▶ [Collected data entries]:
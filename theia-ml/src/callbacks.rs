//! Training callbacks — history, epoch logging, early stopping, NaN
//! termination, best-model snapshots and tracking.

use crate::error::Result;
use crate::metrics::TrainingMetrics;
use crate::tracking::{Tracker, TrainingStatus};
use candle_nn::VarMap;
use std::collections::BTreeMap;
use std::path::{Path, PathBuf};
use theia_core::{CallbackConfig, RunId, TheiaConfig};

/// Metric name to latest value, passed to every hook.
pub type Logs = BTreeMap<String, f64>;

/// Action a callback can request.
#[derive(Debug, Clone, Copy, PartialEq, Eq)]
pub enum CallbackAction {
    Continue,
    Stop,
}

/// Hooks invoked by the training loop. Every hook defaults to a no-op.
///
/// `epoch` and `batch` are zero-based.
pub trait Callback: Send {
    fn name(&self) -> &str;

    /// Hand the callback the variables of the model being trained.
    fn set_model(&mut self, _varmap: &VarMap) {}

    fn on_train_begin(&mut self, _logs: &Logs) -> Result<()> {
        Ok(())
    }

    fn on_train_end(&mut self, _logs: &Logs) -> Result<()> {
        Ok(())
    }

    fn on_epoch_begin(&mut self, _epoch: usize, _logs: &Logs) -> Result<()> {
        Ok(())
    }

    fn on_epoch_end(&mut self, _epoch: usize, _logs: &Logs) -> Result<CallbackAction> {
        Ok(CallbackAction::Continue)
    }

    fn on_batch_begin(&mut self, _batch: usize, _logs: &Logs) -> Result<()> {
        Ok(())
    }

    fn on_batch_end(&mut self, _batch: usize, _logs: &Logs) -> Result<()> {
        Ok(())
    }

    fn on_train_batch_begin(&mut self, _batch: usize, _logs: &Logs) -> Result<()> {
        Ok(())
    }

    fn on_train_batch_end(&mut self, _batch: usize, _logs: &Logs) -> Result<CallbackAction> {
        Ok(CallbackAction::Continue)
    }

    fn on_test_batch_begin(&mut self, _batch: usize, _logs: &Logs) -> Result<()> {
        Ok(())
    }

    fn on_test_batch_end(&mut self, _batch: usize, _logs: &Logs) -> Result<()> {
        Ok(())
    }
}

/// Callbacks called in registration order, with an optional built-in history.
pub struct CallbackList {
    history: Option<History>,
    callbacks: Vec<Box<dyn Callback>>,
}

macro_rules! fan_out {
    ($self:ident, $hook:ident ( $($arg:expr),* )) => {{
        if let Some(history) = $self.history.as_mut() {
            history.$hook($($arg),*)?;
        }
        for callback in &mut $self.callbacks {
            callback.$hook($($arg),*)?;
        }
        Ok(())
    }};
}

macro_rules! fold_actions {
    ($self:ident, $hook:ident ( $($arg:expr),* )) => {{
        let mut action = CallbackAction::Continue;
        if let Some(history) = $self.history.as_mut() {
            if history.$hook($($arg),*)? == CallbackAction::Stop {
                action = CallbackAction::Stop;
            }
        }
        for callback in &mut $self.callbacks {
            if callback.$hook($($arg),*)? == CallbackAction::Stop {
                tracing::info!(callback = callback.name(), "Callback requested stop");
                action = CallbackAction::Stop;
            }
        }
        Ok(action)
    }};
}

impl CallbackList {
    pub fn new(add_history: bool) -> Self {
        Self {
            history: add_history.then(History::new),
            callbacks: Vec::new(),
        }
    }

    pub fn append(&mut self, callback: Box<dyn Callback>) {
        tracing::debug!(callback = callback.name(), "Callback registered");
        self.callbacks.push(callback);
    }

    pub fn history(&self) -> Option<&History> {
        self.history.as_ref()
    }

    /// Names of the registered callbacks, history first.
    pub fn names(&self) -> Vec<String> {
        self.history
            .iter()
            .map(|h| h.name().to_string())
            .chain(self.callbacks.iter().map(|c| c.name().to_string()))
            .collect()
    }

    pub fn len(&self) -> usize {
        self.callbacks.len() + usize::from(self.history.is_some())
    }

    pub fn is_empty(&self) -> bool {
        self.len() == 0
    }

    pub fn set_model(&mut self, varmap: &VarMap) {
        if let Some(history) = self.history.as_mut() {
            history.set_model(varmap);
        }
        for callback in &mut self.callbacks {
            callback.set_model(varmap);
        }
    }

    pub fn on_train_begin(&mut self, logs: &Logs) -> Result<()> {
        fan_out!(self, on_train_begin(logs))
    }

    pub fn on_train_end(&mut self, logs: &Logs) -> Result<()> {
        fan_out!(self, on_train_end(logs))
    }

    pub fn on_epoch_begin(&mut self, epoch: usize, logs: &Logs) -> Result<()> {
        fan_out!(self, on_epoch_begin(epoch, logs))
    }

    /// Every callback sees the epoch end; any `Stop` wins.
    pub fn on_epoch_end(&mut self, epoch: usize, logs: &Logs) -> Result<CallbackAction> {
        fold_actions!(self, on_epoch_end(epoch, logs))
    }

    pub fn on_batch_begin(&mut self, batch: usize, logs: &Logs) -> Result<()> {
        fan_out!(self, on_batch_begin(batch, logs))
    }

    pub fn on_batch_end(&mut self, batch: usize, logs: &Logs) -> Result<()> {
        fan_out!(self, on_batch_end(batch, logs))
    }

    pub fn on_train_batch_begin(&mut self, batch: usize, logs: &Logs) -> Result<()> {
        fan_out!(self, on_train_batch_begin(batch, logs))
    }

    pub fn on_train_batch_end(&mut self, batch: usize, logs: &Logs) -> Result<CallbackAction> {
        fold_actions!(self, on_train_batch_end(batch, logs))
    }

    pub fn on_test_batch_begin(&mut self, batch: usize, logs: &Logs) -> Result<()> {
        fan_out!(self, on_test_batch_begin(batch, logs))
    }

    pub fn on_test_batch_end(&mut self, batch: usize, logs: &Logs) -> Result<()> {
        fan_out!(self, on_test_batch_end(batch, logs))
    }
}

/// Records the logs of every finished epoch.
#[derive(Debug, Clone, Default)]
pub struct History {
    pub epochs: Vec<usize>,
    pub history: BTreeMap<String, Vec<f64>>,
}

impl History {
    pub fn new() -> Self {
        Self::default()
    }

    /// Summarise as [`TrainingMetrics`], keyed on `loss` and `val_loss`.
    pub fn to_training_metrics(&self) -> TrainingMetrics {
        let mut metrics = TrainingMetrics::default();
        let losses = self.history.get("loss");
        let val_losses = self.history.get("val_loss");
        for index in 0..self.epochs.len() {
            let loss = losses.and_then(|l| l.get(index)).copied().unwrap_or(f64::NAN);
            let val_loss = val_losses.and_then(|l| l.get(index)).copied();
            metrics.record_epoch(loss, val_loss);
        }
        for (name, values) in &self.history {
            if name == "loss" || name == "val_loss" {
                continue;
            }
            for value in values {
                metrics.add_custom_metric(name, *value);
            }
        }
        metrics
    }
}

impl Callback for History {
    fn name(&self) -> &str {
        "history"
    }

    fn on_train_begin(&mut self, _logs: &Logs) -> Result<()> {
        self.epochs.clear();
        self.history.clear();
        Ok(())
    }

    fn on_epoch_end(&mut self, epoch: usize, logs: &Logs) -> Result<CallbackAction> {
        self.epochs.push(epoch);
        for (name, value) in logs {
            self.history.entry(name.clone()).or_default().push(*value);
        }
        Ok(CallbackAction::Continue)
    }
}

/// Logs every epoch's metrics through `tracing`.
#[derive(Debug, Clone, Default)]
pub struct EpochLogger;

impl Callback for EpochLogger {
    fn name(&self) -> &str {
        "epoch_logger"
    }

    fn on_train_begin(&mut self, _logs: &Logs) -> Result<()> {
        tracing::info!("Training started");
        Ok(())
    }

    fn on_epoch_end(&mut self, epoch: usize, logs: &Logs) -> Result<CallbackAction> {
        let summary = logs
            .iter()
            .map(|(name, value)| format!("{name}={value:.4}"))
            .collect::<Vec<_>>()
            .join(" ");
        tracing::info!(epoch = epoch + 1, "{summary}");
        Ok(CallbackAction::Continue)
    }

    fn on_train_end(&mut self, _logs: &Logs) -> Result<()> {
        tracing::info!("Training finished");
        Ok(())
    }
}

/// Lower is better for losses, higher for everything else.
fn lower_is_better(monitor: &str) -> bool {
    monitor.ends_with("loss")
}

/// Stops training when the monitored value stops improving.
#[derive(Debug, Clone)]
pub struct EarlyStopping {
    pub monitor: String,
    pub patience: usize,
    pub min_delta: f64,
    counter: usize,
    best: Option<f64>,
}

impl EarlyStopping {
    pub fn new(monitor: impl Into<String>, patience: usize, min_delta: f64) -> Self {
        Self {
            monitor: monitor.into(),
            patience,
            min_delta,
            counter: 0,
            best: None,
        }
    }

    fn improved(&self, current: f64, best: f64) -> bool {
        if lower_is_better(&self.monitor) {
            current < best - self.min_delta
        } else {
            current > best + self.min_delta
        }
    }

    /// Feed one epoch's monitored value.
    pub fn observe(&mut self, value: f64) -> CallbackAction {
        match self.best {
            None => {
                self.best = Some(value);
                CallbackAction::Continue
            }
            Some(best) if self.improved(value, best) => {
                self.best = Some(value);
                self.counter = 0;
                CallbackAction::Continue
            }
            Some(_) => {
                self.counter += 1;
                if self.counter >= self.patience {
                    CallbackAction::Stop
                } else {
                    CallbackAction::Continue
                }
            }
        }
    }
}

impl Callback for EarlyStopping {
    fn name(&self) -> &str {
        "early_stopping"
    }

    fn on_train_begin(&mut self, _logs: &Logs) -> Result<()> {
        self.counter = 0;
        self.best = None;
        Ok(())
    }

    fn on_epoch_end(&mut self, epoch: usize, logs: &Logs) -> Result<CallbackAction> {
        let Some(&value) = logs.get(&self.monitor) else {
            tracing::warn!(monitor = %self.monitor, "Early stopping metric missing from logs");
            return Ok(CallbackAction::Continue);
        };
        let action = self.observe(value);
        if action == CallbackAction::Stop {
            tracing::info!(epoch = epoch + 1, monitor = %self.monitor, "Early stopping");
        }
        Ok(action)
    }
}

/// Stops training as soon as the batch loss is NaN or infinite.
#[derive(Debug, Clone, Default)]
pub struct TerminateOnNan;

impl Callback for TerminateOnNan {
    fn name(&self) -> &str {
        "terminate_on_nan"
    }

    fn on_train_batch_end(&mut self, batch: usize, logs: &Logs) -> Result<CallbackAction> {
        match logs.get("loss") {
            Some(loss) if !loss.is_finite() => {
                tracing::warn!(batch, %loss, "Invalid loss, terminating training");
                Ok(CallbackAction::Stop)
            }
            _ => Ok(CallbackAction::Continue),
        }
    }
}

/// Writes the model weights whenever the monitored value improves.
pub struct ModelCheckpoint {
    directory: PathBuf,
    monitor: String,
    best: Option<f64>,
    best_path: Option<PathBuf>,
    varmap: Option<VarMap>,
}

impl ModelCheckpoint {
    pub fn new(directory: PathBuf, monitor: impl Into<String>) -> Self {
        Self {
            directory,
            monitor: monitor.into(),
            best: None,
            best_path: None,
            varmap: None,
        }
    }

    pub fn directory(&self) -> &Path {
        &self.directory
    }

    /// Weights file of the best epoch so far.
    pub fn best_path(&self) -> Option<&Path> {
        self.best_path.as_deref()
    }

    fn is_improvement(&self, value: f64) -> bool {
        match self.best {
            None => value.is_finite(),
            Some(best) if lower_is_better(&self.monitor) => value < best,
            Some(best) => value > best,
        }
    }
}

impl Callback for ModelCheckpoint {
    fn name(&self) -> &str {
        "model_checkpoint"
    }

    fn set_model(&mut self, varmap: &VarMap) {
        self.varmap = Some(varmap.clone());
    }

    fn on_epoch_end(&mut self, epoch: usize, logs: &Logs) -> Result<CallbackAction> {
        let Some(&value) = logs.get(&self.monitor) else {
            tracing::warn!(monitor = %self.monitor, "Checkpoint metric missing from logs");
            return Ok(CallbackAction::Continue);
        };
        if !self.is_improvement(value) {
            return Ok(CallbackAction::Continue);
        }
        let Some(varmap) = &self.varmap else {
            tracing::warn!("Model checkpoint has no model attached");
            return Ok(CallbackAction::Continue);
        };

        std::fs::create_dir_all(&self.directory)?;
        let path = self
            .directory
            .join(format!("{:02}-{value:.2}.safetensors", epoch + 1));
        varmap.save(&path)?;
        tracing::info!(epoch = epoch + 1, monitor = %self.monitor, value, path = %path.display(), "Saved best model");

        self.best = Some(value);
        self.best_path = Some(path);
        Ok(CallbackAction::Continue)
    }
}

/// Sends each epoch's logs to a tracker and closes the run at the end.
pub struct TrackingCallback {
    tracker: Box<dyn Tracker>,
    epochs: usize,
    last_epoch: Option<usize>,
}

impl TrackingCallback {
    /// `epochs` is the configured total, used to tell an early stop from
    /// a completed run. A reopened run starts from its last logged step.
    pub fn new(tracker: Box<dyn Tracker>, epochs: usize) -> Self {
        Self {
            last_epoch: tracker.last_step(),
            tracker,
            epochs,
        }
    }
}

impl Callback for TrackingCallback {
    fn name(&self) -> &str {
        "tracking"
    }

    fn on_epoch_end(&mut self, epoch: usize, logs: &Logs) -> Result<CallbackAction> {
        self.tracker.log(epoch, logs)?;
        self.last_epoch = Some(epoch);
        Ok(CallbackAction::Continue)
    }

    fn on_train_end(&mut self, logs: &Logs) -> Result<()> {
        let finished = self.last_epoch.is_some_and(|epoch| epoch + 1 >= self.epochs);
        let status = if logs.get("loss").is_some_and(|loss| !loss.is_finite()) {
            TrainingStatus::Failed
        } else if finished {
            TrainingStatus::Completed
        } else {
            TrainingStatus::Stopped
        };
        self.tracker.finish(status)
    }
}

/// Instantiate the callbacks named in the configuration.
pub fn from_config(config: &TheiaConfig, run_id: &RunId) -> Vec<Box<dyn Callback>> {
    config
        .callbacks
        .iter()
        .map(|callback| -> Box<dyn Callback> {
            match callback {
                CallbackConfig::EpochLogger => Box::new(EpochLogger),
                CallbackConfig::EarlyStopping {
                    monitor,
                    patience,
                    min_delta,
                } => Box::new(EarlyStopping::new(monitor.clone(), *patience, *min_delta)),
                CallbackConfig::TerminateOnNan => Box::new(TerminateOnNan),
                CallbackConfig::ModelCheckpoint { monitor } => Box::new(ModelCheckpoint::new(
                    config.best_checkpoint_dir(run_id),
                    monitor.clone(),
                )),
            }
        })
        .collect()
}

▶ [PROBLEM TO SOLVE]:
Scan the lines above for "use crate::error::Result;" and for "fn set_model(&mut self, _varmap: &VarMap)". Repeat exactly the line holding each of them and every line in between.

▶ [WRITTEN RESPONSE]:
use crate::error::Result;
use crate::metrics::TrainingMetrics;
use crate::tracking::{Tracker, TrainingStatus};
use candle_nn::VarMap;
use std::collections::BTreeMap;
use std::path::{Path, PathBuf};
use theia_core::{CallbackConfig, RunId, TheiaConfig};

/// Metric name to latest value, passed to every hook.
pub type Logs = BTreeMap<String, f64>;

/// Action a callback can request.
#[derive(Debug, Clone, Copy, PartialEq, Eq)]
pub enum CallbackAction {
    Continue,
    Stop,
}

/// Hooks invoked by the training loop. Every hook defaults to a no-op.
///
/// `epoch` and `batch` are zero-based.
pub trait Callback: Send {
    fn name(&self) -> &str;

    /// Hand the callback the variables of the model being trained.
    fn set_model(&mut self, _varmap: &VarMap) {}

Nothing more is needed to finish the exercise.